In the process of manuall editing a multiple sequence file, it is easy to erroneously delete sequence. This section will demonstrate using `check_seq_in_MSAclustal_consistent_with_FASTA.py` to make sure the sequence in the edited file is valid. It checks against a user-provided FASTA. It is suggested this comes directly from an 'official' source.

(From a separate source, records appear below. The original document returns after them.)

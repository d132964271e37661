use super::models::Config;
use config::{ConfigError, Environment, File};
use std::env;
use std::path::PathBuf;

const CONFIG_ENV_VAR: &str = "ROTABOX_CONFIG";
const DEFAULT_CONFIG_PATH: &str = "config/rotabox.toml";
const ENV_PREFIX: &str = "ROTABOX";
const ENV_SEPARATOR: &str = "__";

/// Load configuration from multiple sources with priority:
/// 1. Defaults (embedded in structs)
/// 2. TOML file (if exists)
/// 3. Environment variables from .env file (via dotenvy)
/// 4. System environment variables (highest priority)
pub fn load() -> Result<Config, ConfigError> {
    // Load .env file if it exists (ignore errors if file doesn't exist)
    let _ = dotenvy::dotenv();

    let config_path = env::var(CONFIG_ENV_VAR)
        .map(PathBuf::from)
        .unwrap_or_else(|_| PathBuf::from(DEFAULT_CONFIG_PATH));

    load_from_sources(config_path)
}

/// Load configuration from a specific path and environment
/// Useful for testing with custom config files
pub fn load_from_sources(config_path: PathBuf) -> Result<Config, ConfigError> {
    let mut builder = config::Config::builder();

    // Start with defaults (handled by struct Default implementations)
    // Add TOML file if it exists (optional)
    if config_path.exists() {
        tracing::info!("Loading configuration from: {}", config_path.display());
        builder = builder.add_source(File::from(config_path).required(false));
    } else {
        tracing::warn!(
            "Configuration file not found at {}, using defaults and environment overrides",
            config_path.display()
        );
    }

    // Add environment variable overrides
    // ROTABOX__SCHEDULER__MAX_CONCURRENT_JOBS -> scheduler.max_concurrent_jobs
    builder = builder.add_source(
        Environment::with_prefix(ENV_PREFIX)
            .separator(ENV_SEPARATOR)
            .try_parsing(true),
    );

    let config = builder.build()?;
    config.try_deserialize()
}
//! Configuration management for Rotabox
//!
//! This module provides a layered configuration system that loads settings from:
//! 1. Default values (embedded in structs)
//! 2. TOML configuration file
//! 3. Environment variables (highest priority)
//!
//! # Usage
//!
//! ```no_run
//! use rotabox::config::Config;
//!
//! let config = Config::load().expect("Failed to load configuration");
//! println!("Server listening on: {}", config.server.bind_addr);
//! ```
//!
//! # Environment Variables
//!
//! Configuration can be overridden using environment variables with the pattern:
//! `ROTABOX__<section>__<key>`
//!
//! Examples:
//! - `ROTABOX__SERVER__BIND_ADDR=0.0.0.0:9000`
//! - `ROTABOX__SCHEDULER__MAX_CONCURRENT_JOBS=8`
//! - `ROTABOX__CONFLICT__SEVERITY_THRESHOLD=high`
//!
//! # Configuration File
//!
//! By default, the configuration is loaded from `config/rotabox.toml`.
//! This can be overridden using the `ROTABOX_CONFIG` environment variable.

mod models;
mod sources;
mod validation;

pub use models::{Config, ConflictConfig, SchedulerConfig, SelectionConfig, ServerConfig};
pub use validation::ValidationError;

use thiserror::Error;

#[derive(Debug, Error)]
pub enum ConfigError {
    #[error("Failed to load configuration: {0}")]
    LoadError(#[from] config::ConfigError),

    #[error("Configuration validation failed: {0}")]
    ValidationError(#[from] ValidationError),
}

impl Config {
    /// Load configuration from all sources (file + environment)
    ///
    /// Configuration is loaded with the following priority (highest to lowest):
    /// 1. Environment variables (`ROTABOX__*`)
    /// 2. TOML file (default: `config/rotabox.toml`)
    /// 3. Default values
    ///
    /// # Errors
    ///
    /// Returns an error if the configuration file is malformed or validation
    /// fails (weight ranges, zero concurrency, etc.)
    pub fn load() -> Result<Self, ConfigError> {
        let config = sources::load()?;
        validation::validate(&config)?;
        Ok(config)
    }

    /// Load configuration from a specific path
    ///
    /// Useful for testing with custom configuration files.
    pub fn load_from_path(path: std::path::PathBuf) -> Result<Self, ConfigError> {
        let config = sources::load_from_sources(path)?;
        validation::validate(&config)?;
        Ok(config)
    }
}

#[cfg(test)]
mod tests {
    use super::*;
    use std::fs;
    use tempfile::TempDir;

    #[test]
    fn test_load_minimal_config() {
        let temp_dir = TempDir::new().unwrap();
        let config_path = temp_dir.path().join("test.toml");

        let toml_content = r#"
[scheduler]
max_retries = 5
        "#;

        fs::write(&config_path, toml_content).unwrap();

        let config = Config::load_from_path(config_path).unwrap();
        assert_eq!(config.scheduler.max_retries, 5);
        assert_eq!(config.scheduler.max_concurrent_jobs, 5);
    }

    #[test]
    fn test_validation_catches_bad_weights() {
        let temp_dir = TempDir::new().unwrap();
        let config_path = temp_dir.path().join("test.toml");

        let toml_content = r#"
[selection]
quality_weight = 1.5
        "#;

        fs::write(&config_path, toml_content).unwrap();

        let result = Config::load_from_path(config_path);
        assert!(matches!(
            result.unwrap_err(),
            ConfigError::ValidationError(ValidationError::WeightOutOfRange { .. })
        ));
    }

    #[test]
    fn test_full_config_example() {
        let temp_dir = TempDir::new().unwrap();
        let config_path = temp_dir.path().join("test.toml");

        let toml_content = r#"
[server]
bind_addr = "0.0.0.0:8080"
store_path = "data/store"

[scheduler]
max_retries = 3
retry_delay_ms = 5000
max_concurrent_jobs = 5
conflict_detection_enabled = true
performance_optimization_enabled = true
emergency_override_enabled = true
health_check_interval_ms = 60000
job_timeout_ms = 300000

[conflict]
lookahead_days = 7
auto_resolution_enabled = true
severity_threshold = "medium"

[selection]
quality_weight = 0.30
recency_weight = 0.20
seasonal_weight = 0.25
diversity_weight = 0.15
performance_weight = 0.10
max_age_days = 90
min_quality = 6.0
        "#;

        fs::write(&config_path, toml_content).unwrap();

        let config = Config::load_from_path(config_path).unwrap();

        assert_eq!(config.server.store_path.to_str().unwrap(), "data/store");
        assert_eq!(config.scheduler.retry_delay_ms, 5000);
        assert!(config.conflict.auto_resolution_enabled);
        assert!((config.selection.diversity_weight - 0.15).abs() < f64::EPSILON);
    }
}
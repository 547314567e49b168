//! The reconciliation engine: one level-triggered pass per inbound identity.

use crate::desired::desired_jobs;
use crate::fanin::job_owner_key;
use crate::status::{daemon_job_status, status_changed};
use daemonjob_domain::cluster::{ClusterError, ClusterStateProvider};
use daemonjob_domain::resources::{DaemonJob, Job};
use daemonjob_domain::shared_kernel::NamespacedName;
use std::collections::HashSet;
use std::sync::Arc;
use tracing::{debug, error, info};

/// A reconciliation pass failed and should be re-delivered.
///
/// Every variant is retryable; backoff is owned by the event-delivery
/// layer, not by the engine.
#[derive(Debug, thiserror::Error)]
pub enum ReconcileError {
    #[error("unable to read cluster state: {0}")]
    Read(#[source] ClusterError),

    #[error("unable to update DaemonJob status: {0}")]
    StatusUpdate(#[source] ClusterError),

    #[error("{failed} of {attempted} desired Job creates failed, first error: {first}")]
    CreateJobs {
        attempted: usize,
        failed: usize,
        #[source]
        first: ClusterError,
    },
}

/// Reconciles one DaemonJob identity per call.
///
/// The engine is re-entrant and stateless across invocations: all state a
/// pass needs is re-read at its start, so redundant, concurrent and stale
/// deliveries of the same identity each independently converge.
pub struct DaemonJobReconciler {
    cluster: Arc<dyn ClusterStateProvider>,
}

impl DaemonJobReconciler {
    /// Wires the reconciler to a provider and installs the owner-index
    /// extraction function so indexed child lookups work from the start.
    pub fn new(cluster: Arc<dyn ClusterStateProvider>) -> Self {
        cluster.register_job_owner_index(Arc::new(job_owner_key));
        Self { cluster }
    }

    /// Perform one reconciliation pass for the given DaemonJob identity.
    ///
    /// A missing parent is success: the object was deleted and child
    /// cleanup is the provider's cascading deletion, not ours. The pass
    /// does no re-queue scheduling of its own; if convergence is
    /// incomplete, re-delivery of the same identity finishes the work.
    pub async fn reconcile(&self, id: &NamespacedName) -> Result<(), ReconcileError> {
        info!(daemon_job = %id, "reconciling DaemonJob");

        let Some(daemon_job) = self
            .cluster
            .get_daemon_job(id)
            .await
            .map_err(ReconcileError::Read)?
        else {
            debug!(daemon_job = %id, "DaemonJob no longer exists, nothing to do");
            return Ok(());
        };

        let child_jobs = self
            .cluster
            .list_owned_jobs(id)
            .await
            .map_err(ReconcileError::Read)?;

        let nodes = self.cluster.list_nodes().await.map_err(ReconcileError::Read)?;

        // Status visibility takes priority over spawning more work: a failed
        // status write aborts the pass before any creates.
        let status = daemon_job_status(&daemon_job, &child_jobs, &nodes);
        if status_changed(&daemon_job.status, &status) {
            info!(daemon_job = %id, %status, "updating DaemonJob status");
            self.cluster
                .update_daemon_job_status(id, status, daemon_job.metadata.resource_version)
                .await
                .map_err(ReconcileError::StatusUpdate)?;
        }

        let desired = desired_jobs(&daemon_job, &nodes);
        self.create_missing_jobs(&daemon_job, desired, &child_jobs)
            .await
    }

    /// Create every desired job not present among the observed children,
    /// matched by deterministic name.
    ///
    /// `AlreadyExists` is absorbed as success - it is how duplicate and
    /// overlapping passes collapse into one create. Any other failure is
    /// accumulated and the remaining creates are still attempted; partial
    /// progress is preferred over none.
    async fn create_missing_jobs(
        &self,
        daemon_job: &DaemonJob,
        desired: Vec<Job>,
        observed: &[Job],
    ) -> Result<(), ReconcileError> {
        let observed_names: HashSet<&str> =
            observed.iter().map(|job| job.metadata.name.as_str()).collect();

        let mut attempted = 0;
        let mut failures = Vec::new();

        for mut job in desired {
            if observed_names.contains(job.metadata.name.as_str()) {
                continue;
            }
            attempted += 1;

            job.metadata
                .owner_references
                .push(daemon_job.controller_owner_ref());

            let job_id = job.metadata.namespaced_name();
            match self.cluster.create_job(job).await {
                Ok(()) => {
                    debug!(job = %job_id, "created desired Job");
                }
                Err(ClusterError::AlreadyExists { .. }) => {
                    debug!(job = %job_id, "desired Job already exists");
                }
                Err(err) => {
                    error!(job = %job_id, error = %err, "unable to create desired Job");
                    failures.push(err);
                }
            }
        }

        if failures.is_empty() {
            Ok(())
        } else {
            let failed = failures.len();
            Err(ReconcileError::CreateJobs {
                attempted,
                failed,
                first: failures.swap_remove(0),
            })
        }
    }
}
//! Controller-wide constants.

/// Annotation recording which node a child job targets.
pub const NODE_NAME_ANNOTATION: &str = "daemon.justk8s.com/node-name";

/// Node selector key injected to force execution onto one specific node.
pub const HOSTNAME_SELECTOR_KEY: &str = "kubernetes.io/hostname";
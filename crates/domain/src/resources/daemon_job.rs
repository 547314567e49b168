//! DaemonJob - runs one job on every node matching the placement rule.

use super::job::JobSpec;
use super::meta::{ObjectMeta, OwnerReference, TemplateMeta};
use schemars::JsonSchema;
use serde::{Deserialize, Serialize};
use std::fmt;

/// DaemonJob is the declared intent: one child job per eligible node.
///
/// The spec is user-authored and never written by the controller; the status
/// subresource is the only field the controller persists.
#[derive(Debug, Clone, Default, Deserialize, JsonSchema, Serialize, PartialEq)]
#[serde(rename_all = "camelCase")]
pub struct DaemonJob {
    #[serde(default)]
    pub metadata: ObjectMeta,
    pub spec: DaemonJobSpec,
    #[serde(default)]
    pub status: DaemonJobStatus,
}

impl DaemonJob {
    pub const API_VERSION: &'static str = "daemon.justk8s.com/v1alpha1";
    pub const KIND: &'static str = "DaemonJob";

    /// Controller owner reference pointing at this DaemonJob, attached to
    /// every child job so the provider can index and garbage-collect them.
    pub fn controller_owner_ref(&self) -> OwnerReference {
        OwnerReference {
            api_version: Self::API_VERSION.to_string(),
            kind: Self::KIND.to_string(),
            name: self.metadata.name.clone(),
            uid: self.metadata.uid,
            controller: true,
        }
    }
}

/// DaemonJobSpec defines the desired state of a DaemonJob.
#[derive(Debug, Clone, Default, Deserialize, JsonSchema, Serialize, PartialEq)]
#[serde(rename_all = "camelCase")]
pub struct DaemonJobSpec {
    /// Specifies the job that will be created on each eligible node.
    pub job_template: JobTemplateSpec,
}

/// Template for the child jobs a DaemonJob stamps out.
#[derive(Debug, Clone, Default, Deserialize, JsonSchema, Serialize, PartialEq)]
#[serde(rename_all = "camelCase")]
pub struct JobTemplateSpec {
    #[serde(default)]
    pub metadata: TemplateMeta,
    #[serde(default)]
    pub spec: JobSpec,
}

/// DaemonJobStatus defines the observed state of a DaemonJob.
///
/// All four counters are recomputed from scratch on every reconciliation,
/// so they self-heal after missed events.
#[derive(Debug, Clone, Default, Deserialize, JsonSchema, Serialize, PartialEq)]
#[serde(rename_all = "camelCase")]
pub struct DaemonJobStatus {
    /// The total number of nodes that should be running the daemon job.
    #[serde(default)]
    pub desired_number_scheduled: i32,

    /// The number of child jobs that exist, whether in flight or finished.
    #[serde(skip_serializing_if = "Option::is_none")]
    pub number_available: Option<i32>,

    /// The number of child jobs that completed successfully.
    #[serde(skip_serializing_if = "Option::is_none")]
    pub completed_jobs: Option<i32>,

    /// The number of child jobs that failed.
    #[serde(skip_serializing_if = "Option::is_none")]
    pub failed_jobs: Option<i32>,
}

impl fmt::Display for DaemonJobStatus {
    fn fmt(&self, f: &mut fmt::Formatter<'_>) -> fmt::Result {
        write!(
            f,
            "desired={} available={} completed={} failed={}",
            self.desired_number_scheduled,
            self.number_available.unwrap_or(0),
            self.completed_jobs.unwrap_or(0),
            self.failed_jobs.unwrap_or(0),
        )
    }
}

## Add a consensus symbol line to an MSA

Multiple sequence alignments from various sources don't come with the consensus symbols line typically provided by [EMBL-EBI's MUSCLE](https://www.ebi.ac.uk/Tools/msa/muscle/). Theese symbols are described [here](https://www.ebi.ac.uk/seqdb/confluence/display/JDSAT/Bioinformatics+Tools+FAQ#BioinformaticsToolsFAQ-WhatdoconsensussymbolsrepresentinaMultipleSequenceAlignment?). Or sometimes they can get lost or need substantial updating following manual editing to the point is easier to remove them and start over to add them correctly. Here `calculate_cons_for_clustal_protein.py` is used to add a consensus line to an multiple sequence alignment.  I have a separate script for nucleic acids, called `calculate_cons_for_clustal_nucleic.py`, see about it [here](https://github.com/fomightez/sequencework/tree/master/alignment-utilities).

Possible subsequent use for the consensus symbols line:  

Beyond visually displaying relatedness in a multiple sequence alignment, these symbols can be used for categorizing residues to make commands for highlighting in molecular visualization. See [here for an example](https://nbviewer.jupyter.org/github/fomightez/cl_demo-binder/blob/master/cl_demo-binder%20Categorize%20conservation%20in%20a%20MSA%20and%20use%20that%20to%20generate%20molvis%20commands.ipynb) that uses `categorize_residues_based_on_conservation_relative_consensus_line.py` script described [here](https://github.com/fomightez/sequencework/tree/master/alignment-utilities). The notebook can be launched in active form from [here](https://github.com/fomightez/cl_demo-binder) and then selecting from the index to go to the 'Categorize conservation in a MSA and use that to generate molvis commands' page. The demo was put in the structure work demo series because it was mainly developed to work towards making commands for molecular visualization.